Fanny was building castles--in all of which Mr. Wilmot and Julia were the
hero and heroine. She gazed admiringly at her sister, whose face grew
handsomer each moment as she became more animated, and she thought, "What
a nice-looking couple Julia and Mr. Wilmot would make! And they would be
so happy, too--that is if sister didn't get angry, and I am sure she
wouldn't with Mr. Wilmot. Then they would have a nicer house than this old
shell, and perhaps they would let me live with them!"

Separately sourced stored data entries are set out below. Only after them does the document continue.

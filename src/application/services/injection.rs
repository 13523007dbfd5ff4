//! Property injection: declared builtin properties, then injectable members.

use tracing::{debug, trace, warn};

use crate::application::error::{ApplicationResult, BoxError, ConstructionError};
use crate::application::services::builder::ConstructionEngine;
use crate::application::types::ComponentType;
use crate::domain::{find_member, Builtin, Component, DomainError, MemberType, ServiceKey, Value};
use crate::infrastructure::traits::ParseRequest;

impl ConstructionEngine<'_> {
    /// Assign every declared property of `builtin` onto `target`.
    ///
    /// A property without a matching member only warns; the assignment is
    /// still attempted. Any other failure aborts the build.
    pub(crate) fn update_properties(
        &self,
        builtin: &Builtin,
        target: &dyn Component,
        ignored: &[&str],
    ) -> ApplicationResult<()> {
        let case_sensitive = self.ctx.settings().case_sensitive_members;

        for property in builtin.properties().iter() {
            if ignored.iter().any(|i| i.eq_ignore_ascii_case(property.name())) {
                continue;
            }

            let member = find_member(target, property.name(), case_sensitive);
            if member.is_none() {
                warn!(
                    "The '{}' property of '{}' builtin does not exist on '{}'",
                    property.name(),
                    builtin,
                    target.type_name()
                );
            }
            let name = member.map_or(property.name(), |m| m.name);

            let assigned = match member {
                Some(m) if !m.writable => Err(Box::new(DomainError::ReadOnlyMember {
                    member: m.name.to_string(),
                    type_name: target.type_name().to_string(),
                }) as BoxError),
                _ => self
                    .resolve_literal(builtin, property.raw(), name, member.map(|m| m.ty))
                    .and_then(|value| target.set_member(name, value).map_err(BoxError::from)),
            };

            match assigned {
                Ok(()) => trace!("set '{}' on '{}'", name, target.type_name()),
                Err(e) if member.is_none() && is_member_not_found(&e) => {
                    debug!("'{}' not assignable on '{}': {}", name, target.type_name(), e);
                }
                Err(source) => {
                    return Err(ConstructionError::Property {
                        builtin: builtin.to_string(),
                        property: property.name().to_string(),
                        raw: property.raw().to_string(),
                        target_type: target.type_name().to_string(),
                        source,
                    }
                    .into());
                }
            }
        }
        Ok(())
    }

    /// Fill the injectable members of `component_type` from service providers.
    ///
    /// Members already covered by a declared property are skipped.
    pub(crate) fn inject_services(
        &self,
        builtin: &Builtin,
        component_type: &ComponentType,
        target: &dyn Component,
    ) -> ApplicationResult<()> {
        let injectables: Vec<_> = component_type
            .injectables()
            .iter()
            .filter(|i| !builtin.properties().contains(i.member()))
            .collect();
        if injectables.is_empty() {
            return Ok(());
        }

        let reserve = self.find_service_provider(builtin)?;
        let providers = &self.ctx.container().providers;

        for injectable in injectables {
            let provider = injectable
                .provider_name()
                .and_then(|name| providers.get_provider(name))
                .unwrap_or_else(|| reserve.clone());

            let key = match (injectable.service_name(), injectable.service_contract()) {
                (Some(name), _) => ServiceKey::Name(name),
                (None, Some(contract)) => ServiceKey::Contract(contract),
                (None, None) => ServiceKey::Contract(injectable.member_type()),
            };

            let value = provider
                .resolve(key)
                .ok_or_else(|| ConstructionError::Injection {
                    member: injectable.member().to_string(),
                    target_type: component_type.name().to_string(),
                    key: key.to_string(),
                })?;
            trace!("inject '{}' from {}", injectable.member(), key);
            target.set_member(injectable.member(), value)?;
        }
        Ok(())
    }

    /// Resolve declarative text for a member: parser first, then primitive
    /// conversion when the member type is known.
    pub(crate) fn resolve_literal(
        &self,
        builtin: &Builtin,
        raw: &str,
        member_name: &str,
        member_type: Option<MemberType>,
    ) -> Result<Value, BoxError> {
        let parser = &self.ctx.container().parser;
        let value = if !raw.trim().is_empty() && parser.can_parse(raw) {
            let request = ParseRequest {
                node: builtin.node(),
                builtin: Some(builtin),
                member_name,
                member_type,
            };
            parser.parse(raw, &request)?
        } else {
            Value::Text(raw.to_string())
        };

        match member_type {
            Some(MemberType::Value(kind, shape)) => Ok(value.convert(kind, shape)?),
            _ => Ok(value),
        }
    }
}

fn is_member_not_found(error: &BoxError) -> bool {
    matches!(
        error.downcast_ref::<DomainError>(),
        Some(DomainError::MemberNotFound { .. })
    )
}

Here her reverie was interrupted by Mr. Wilmot, who asked her if she ever
studied Latin. Fanny hesitated; she did not wish to confess that she had
once studied it six months, but at the end of that time she was so
heartily tired of its "long-tailed verbs," as she called them, that she
had thrown her grammar out of the window and afterward given it to Aunt
Judy to start the oven with!
This story was told, however, by Julia, with many embellishments, for she
delighted in making Fanny appear ridiculous. She was going on swimmingly
when she received a drawback from her mother, who said: "Julia, what do you want to talk so for? You know that while Fanny studied
Latin, Mr. Miller said she learned her lessons more readily than you did
and recited them better, and he said, too, that she was quite as good a
French scholar as you."
Julia curled her lip scornfully and said, "she didn't know what her mother
knew about Fanny's scholarship." Meantime Fanny was blushing deeply and
thinking that she had appeared to great disadvantage in Mr. Wilmot's eyes;
but he very kindly changed the conversation by asking who Mr. Miller was,
and was told that he was a young man from Albany, New York, who taught in
their neighborhood the winter before.
The appearance of some nice red apples just then turned the attention of
the little company in another channel and before they were aware of it the
clock struck ten. Mr. Middleton had not returned and as it was doubtful
whether he came at all that night, Julia went into the kitchen for Luce,
to show Mr. Wilmot to his room. She was gone some time, and when she
returned was accompanied by a bright-looking mulatto girl, who, as soon as
she had conducted Mr. Wilmot into his room, commenced making excuses about
"marster's old house! Things was drefful all round it, but 'twasn't Miss
Julia's fault, for if she could have her way 'twould be fixed up, sartin.
She was a born'd lady, anybody could see; so different from Miss Fanny,
who cared nothing how things looked if she could go into the kitchen and
turn hoe cakes for Aunt Judy, or tend the baby!"